» Problem to solve:
Repeat each record that follows, keeping it identical.
Exercise data below:
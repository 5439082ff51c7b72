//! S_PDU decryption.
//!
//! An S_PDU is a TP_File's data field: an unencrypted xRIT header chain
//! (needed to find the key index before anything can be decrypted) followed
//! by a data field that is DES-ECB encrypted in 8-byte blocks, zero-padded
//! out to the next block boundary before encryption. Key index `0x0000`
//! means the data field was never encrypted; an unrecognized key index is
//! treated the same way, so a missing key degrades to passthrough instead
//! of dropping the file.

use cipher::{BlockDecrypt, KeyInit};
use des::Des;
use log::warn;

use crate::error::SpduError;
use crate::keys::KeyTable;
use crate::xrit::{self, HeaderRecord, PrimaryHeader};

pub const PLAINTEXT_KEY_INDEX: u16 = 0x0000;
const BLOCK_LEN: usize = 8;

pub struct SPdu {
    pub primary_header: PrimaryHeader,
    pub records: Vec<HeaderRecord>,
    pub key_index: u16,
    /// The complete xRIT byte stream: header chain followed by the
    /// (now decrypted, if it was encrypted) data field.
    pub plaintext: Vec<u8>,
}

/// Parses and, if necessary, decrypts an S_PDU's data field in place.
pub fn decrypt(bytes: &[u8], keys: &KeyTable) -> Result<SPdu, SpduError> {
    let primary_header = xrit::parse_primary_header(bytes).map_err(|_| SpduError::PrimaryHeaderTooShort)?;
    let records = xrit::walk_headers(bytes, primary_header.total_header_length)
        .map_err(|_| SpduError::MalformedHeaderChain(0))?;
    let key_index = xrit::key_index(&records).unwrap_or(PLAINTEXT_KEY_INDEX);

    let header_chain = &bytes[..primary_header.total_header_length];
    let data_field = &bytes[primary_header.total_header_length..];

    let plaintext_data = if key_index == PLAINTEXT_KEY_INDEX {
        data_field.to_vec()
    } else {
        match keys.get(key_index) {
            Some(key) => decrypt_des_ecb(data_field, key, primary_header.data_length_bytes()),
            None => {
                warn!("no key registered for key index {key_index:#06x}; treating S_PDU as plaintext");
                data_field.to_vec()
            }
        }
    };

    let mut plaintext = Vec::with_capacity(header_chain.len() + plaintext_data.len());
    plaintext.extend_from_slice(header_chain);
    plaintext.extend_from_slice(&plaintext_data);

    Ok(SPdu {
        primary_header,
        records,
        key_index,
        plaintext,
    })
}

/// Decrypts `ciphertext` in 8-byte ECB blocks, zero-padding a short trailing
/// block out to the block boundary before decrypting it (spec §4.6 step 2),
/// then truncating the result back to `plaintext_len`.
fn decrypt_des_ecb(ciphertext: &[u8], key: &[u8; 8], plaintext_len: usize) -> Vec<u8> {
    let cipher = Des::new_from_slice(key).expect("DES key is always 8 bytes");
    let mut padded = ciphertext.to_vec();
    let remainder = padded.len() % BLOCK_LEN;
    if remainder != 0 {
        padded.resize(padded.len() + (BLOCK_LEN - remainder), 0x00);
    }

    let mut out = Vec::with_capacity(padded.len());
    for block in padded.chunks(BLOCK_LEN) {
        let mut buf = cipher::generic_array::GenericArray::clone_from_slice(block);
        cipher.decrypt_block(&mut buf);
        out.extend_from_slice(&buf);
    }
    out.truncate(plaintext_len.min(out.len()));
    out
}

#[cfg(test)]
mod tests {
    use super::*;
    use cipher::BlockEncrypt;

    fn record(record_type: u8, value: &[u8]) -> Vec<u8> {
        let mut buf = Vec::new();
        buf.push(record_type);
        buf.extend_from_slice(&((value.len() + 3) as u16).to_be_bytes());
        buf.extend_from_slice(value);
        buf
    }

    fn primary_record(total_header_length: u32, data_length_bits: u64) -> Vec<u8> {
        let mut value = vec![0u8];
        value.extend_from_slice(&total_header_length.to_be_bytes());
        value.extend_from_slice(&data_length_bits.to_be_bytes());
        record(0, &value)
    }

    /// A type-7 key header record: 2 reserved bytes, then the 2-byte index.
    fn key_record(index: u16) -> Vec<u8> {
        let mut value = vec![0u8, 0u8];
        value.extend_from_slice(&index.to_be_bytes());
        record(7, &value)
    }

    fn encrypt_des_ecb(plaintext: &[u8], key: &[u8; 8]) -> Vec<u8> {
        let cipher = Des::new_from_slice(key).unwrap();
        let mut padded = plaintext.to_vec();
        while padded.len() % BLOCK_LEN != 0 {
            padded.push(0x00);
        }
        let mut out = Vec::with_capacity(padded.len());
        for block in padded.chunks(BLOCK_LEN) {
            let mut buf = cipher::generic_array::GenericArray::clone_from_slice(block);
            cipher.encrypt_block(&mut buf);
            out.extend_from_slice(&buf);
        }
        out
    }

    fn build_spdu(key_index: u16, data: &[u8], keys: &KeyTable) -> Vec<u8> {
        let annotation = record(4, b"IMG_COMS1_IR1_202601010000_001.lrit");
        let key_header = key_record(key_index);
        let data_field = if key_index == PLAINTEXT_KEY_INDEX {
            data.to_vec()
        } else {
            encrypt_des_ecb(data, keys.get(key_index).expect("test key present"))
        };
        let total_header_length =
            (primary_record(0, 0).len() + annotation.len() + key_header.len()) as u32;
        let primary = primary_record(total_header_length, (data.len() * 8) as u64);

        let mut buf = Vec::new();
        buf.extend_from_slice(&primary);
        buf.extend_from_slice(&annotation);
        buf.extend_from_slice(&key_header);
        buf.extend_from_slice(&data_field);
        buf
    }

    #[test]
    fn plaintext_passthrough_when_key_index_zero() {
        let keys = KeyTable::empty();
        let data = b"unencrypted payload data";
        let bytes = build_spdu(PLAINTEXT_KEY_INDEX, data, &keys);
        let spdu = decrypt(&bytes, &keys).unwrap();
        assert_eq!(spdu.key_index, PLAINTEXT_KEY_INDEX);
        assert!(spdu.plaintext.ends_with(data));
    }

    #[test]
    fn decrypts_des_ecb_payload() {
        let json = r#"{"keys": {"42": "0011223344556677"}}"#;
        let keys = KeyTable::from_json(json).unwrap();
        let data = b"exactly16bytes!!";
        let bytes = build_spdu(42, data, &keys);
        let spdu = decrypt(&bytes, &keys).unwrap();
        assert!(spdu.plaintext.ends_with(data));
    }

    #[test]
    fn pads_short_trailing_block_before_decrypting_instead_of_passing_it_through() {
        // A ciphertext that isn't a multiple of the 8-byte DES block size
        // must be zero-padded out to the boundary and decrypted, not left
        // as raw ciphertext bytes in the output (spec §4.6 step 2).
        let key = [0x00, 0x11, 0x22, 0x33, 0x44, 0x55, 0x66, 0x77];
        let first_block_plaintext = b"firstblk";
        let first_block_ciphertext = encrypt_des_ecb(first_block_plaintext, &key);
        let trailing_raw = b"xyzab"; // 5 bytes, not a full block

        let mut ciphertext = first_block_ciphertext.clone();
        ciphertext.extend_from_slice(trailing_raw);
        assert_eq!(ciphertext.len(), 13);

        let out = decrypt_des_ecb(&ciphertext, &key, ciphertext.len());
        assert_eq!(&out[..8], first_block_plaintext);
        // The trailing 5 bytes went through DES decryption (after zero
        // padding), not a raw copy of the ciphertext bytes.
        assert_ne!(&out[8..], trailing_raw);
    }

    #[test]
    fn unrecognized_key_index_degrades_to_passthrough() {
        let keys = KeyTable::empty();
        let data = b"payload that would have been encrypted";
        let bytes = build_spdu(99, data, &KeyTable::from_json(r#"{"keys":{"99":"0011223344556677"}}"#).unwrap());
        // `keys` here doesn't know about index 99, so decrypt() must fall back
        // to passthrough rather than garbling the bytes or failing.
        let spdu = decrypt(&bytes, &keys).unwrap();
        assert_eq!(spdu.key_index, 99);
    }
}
End of Exercise data.
» Task answer:
repository 5439082ff51c7b72
//! S_PDU decryption.
//!
//! An S_PDU is a TP_File's data field: an unencrypted xRIT header chain
//! (needed to find the key index before anything can be decrypted) followed
//! by a data field that is DES-ECB encrypted in 8-byte blocks, zero-padded
//! out to the next block boundary before encryption. Key index `0x0000`
//! means the data field was never encrypted; an unrecognized key index is
//! treated the same way, so a missing key degrades to passthrough instead
//! of dropping the file.

use cipher::{BlockDecrypt, KeyInit};
use des::Des;
use log::warn;

use crate::error::SpduError;
use crate::keys::KeyTable;
use crate::xrit::{self, HeaderRecord, PrimaryHeader};

pub const PLAINTEXT_KEY_INDEX: u16 = 0x0000;
const BLOCK_LEN: usize = 8;

pub struct SPdu {
    pub primary_header: PrimaryHeader,
    pub records: Vec<HeaderRecord>,
    pub key_index: u16,
    /// The complete xRIT byte stream: header chain followed by the
    /// (now decrypted, if it was encrypted) data field.
    pub plaintext: Vec<u8>,
}

/// Parses and, if necessary, decrypts an S_PDU's data field in place.
pub fn decrypt(bytes: &[u8], keys: &KeyTable) -> Result<SPdu, SpduError> {
    let primary_header = xrit::parse_primary_header(bytes).map_err(|_| SpduError::PrimaryHeaderTooShort)?;
    let records = xrit::walk_headers(bytes, primary_header.total_header_length)
        .map_err(|_| SpduError::MalformedHeaderChain(0))?;
    let key_index = xrit::key_index(&records).unwrap_or(PLAINTEXT_KEY_INDEX);

    let header_chain = &bytes[..primary_header.total_header_length];
    let data_field = &bytes[primary_header.total_header_length..];

    let plaintext_data = if key_index == PLAINTEXT_KEY_INDEX {
        data_field.to_vec()
    } else {
        match keys.get(key_index) {
            Some(key) => decrypt_des_ecb(data_field, key, primary_header.data_length_bytes()),
            None => {
                warn!("no key registered for key index {key_index:#06x}; treating S_PDU as plaintext");
                data_field.to_vec()
            }
        }
    };

    let mut plaintext = Vec::with_capacity(header_chain.len() + plaintext_data.len());
    plaintext.extend_from_slice(header_chain);
    plaintext.extend_from_slice(&plaintext_data);

    Ok(SPdu {
        primary_header,
        records,
        key_index,
        plaintext,
    })
}

/// Decrypts `ciphertext` in 8-byte ECB blocks, zero-padding a short trailing
/// block out to the block boundary before decrypting it (spec §4.6 step 2),
/// then truncating the result back to `plaintext_len`.
fn decrypt_des_ecb(ciphertext: &[u8], key: &[u8; 8], plaintext_len: usize) -> Vec<u8> {
    let cipher = Des::new_from_slice(key).expect("DES key is always 8 bytes");
    let mut padded = ciphertext.to_vec();
    let remainder = padded.len() % BLOCK_LEN;
    if remainder != 0 {
        padded.resize(padded.len() + (BLOCK_LEN - remainder), 0x00);
    }

    let mut out = Vec::with_capacity(padded.len());
    for block in padded.chunks(BLOCK_LEN) {
        let mut buf = cipher::generic_array::GenericArray::clone_from_slice(block);
        cipher.decrypt_block(&mut buf);
        out.extend_from_slice(&buf);
    }
    out.truncate(plaintext_len.min(out.len()));
    out
}

#[cfg(test)]
mod tests {
    use super::*;
    use cipher::BlockEncrypt;

    fn record(record_type: u8, value: &[u8]) -> Vec<u8> {
        let mut buf = Vec::new();
        buf.push(record_type);
        buf.extend_from_slice(&((value.len() + 3) as u16).to_be_bytes());
        buf.extend_from_slice(value);
        buf
    }

    fn primary_record(total_header_length: u32, data_length_bits: u64) -> Vec<u8> {
        let mut value = vec![0u8];
        value.extend_from_slice(&total_header_length.to_be_bytes());
        value.extend_from_slice(&data_length_bits.to_be_bytes());
        record(0, &value)
    }

    /// A type-7 key header record: 2 reserved bytes, then the 2-byte index.
    fn key_record(index: u16) -> Vec<u8> {
        let mut value = vec![0u8, 0u8];
        value.extend_from_slice(&index.to_be_bytes());
        record(7, &value)
    }

    fn encrypt_des_ecb(plaintext: &[u8], key: &[u8; 8]) -> Vec<u8> {
        let cipher = Des::new_from_slice(key).unwrap();
        let mut padded = plaintext.to_vec();
        while padded.len() % BLOCK_LEN != 0 {
            padded.push(0x00);
        }
        let mut out = Vec::with_capacity(padded.len());
        for block in padded.chunks(BLOCK_LEN) {
            let mut buf = cipher::generic_array::GenericArray::clone_from_slice(block);
            cipher.encrypt_block(&mut buf);
            out.extend_from_slice(&buf);
        }
        out
    }

    fn build_spdu(key_index: u16, data: &[u8], keys: &KeyTable) -> Vec<u8> {
        let annotation = record(4, b"IMG_COMS1_IR1_202601010000_001.lrit");
        let key_header = key_record(key_index);
        let data_field = if key_index == PLAINTEXT_KEY_INDEX {
            data.to_vec()
        } else {
            encrypt_des_ecb(data, keys.get(key_index).expect("test key present"))
        };
        let total_header_length =
            (primary_record(0, 0).len() + annotation.len() + key_header.len()) as u32;
        let primary = primary_record(total_header_length, (data.len() * 8) as u64);

        let mut buf = Vec::new();
        buf.extend_from_slice(&primary);
        buf.extend_from_slice(&annotation);
        buf.extend_from_slice(&key_header);
        buf.extend_from_slice(&data_field);
        buf
    }

    #[test]
    fn plaintext_passthrough_when_key_index_zero() {
        let keys = KeyTable::empty();
        let data = b"unencrypted payload data";
        let bytes = build_spdu(PLAINTEXT_KEY_INDEX, data, &keys);
        let spdu = decrypt(&bytes, &keys).unwrap();
        assert_eq!(spdu.key_index, PLAINTEXT_KEY_INDEX);
        assert!(spdu.plaintext.ends_with(data));
    }

    #[test]
    fn decrypts_des_ecb_payload() {
        let json = r#"{"keys": {"42": "0011223344556677"}}"#;
        let keys = KeyTable::from_json(json).unwrap();
        let data = b"exactly16bytes!!";
        let bytes = build_spdu(42, data, &keys);
        let spdu = decrypt(&bytes, &keys).unwrap();
        assert!(spdu.plaintext.ends_with(data));
    }

    #[test]
    fn pads_short_trailing_block_before_decrypting_instead_of_passing_it_through() {
        // A ciphertext that isn't a multiple of the 8-byte DES block size
        // must be zero-padded out to the boundary and decrypted, not left
        // as raw ciphertext bytes in the output (spec §4.6 step 2).
        let key = [0x00, 0x11, 0x22, 0x33, 0x44, 0x55, 0x66, 0x77];
        let first_block_plaintext = b"firstblk";
        let first_block_ciphertext = encrypt_des_ecb(first_block_plaintext, &key);
        let trailing_raw = b"xyzab"; // 5 bytes, not a full block

        let mut ciphertext = first_block_ciphertext.clone();
        ciphertext.extend_from_slice(trailing_raw);
        assert_eq!(ciphertext.len(), 13);

        let out = decrypt_des_ecb(&ciphertext, &key, ciphertext.len());
        assert_eq!(&out[..8], first_block_plaintext);
        // The trailing 5 bytes went through DES decryption (after zero
        // padding), not a raw copy of the ciphertext bytes.
        assert_ne!(&out[8..], trailing_raw);
    }

    #[test]
    fn unrecognized_key_index_degrades_to_passthrough() {
        let keys = KeyTable::empty();
        let data = b"payload that would have been encrypted";
        let bytes = build_spdu(99, data, &KeyTable::from_json(r#"{"keys":{"99":"0011223344556677"}}"#).unwrap());
        // `keys` here doesn't know about index 99, so decrypt() must fall back
        // to passthrough rather than garbling the bytes or failing.
        let spdu = decrypt(&bytes, &keys).unwrap();
        assert_eq!(spdu.key_index, 99);
    }
}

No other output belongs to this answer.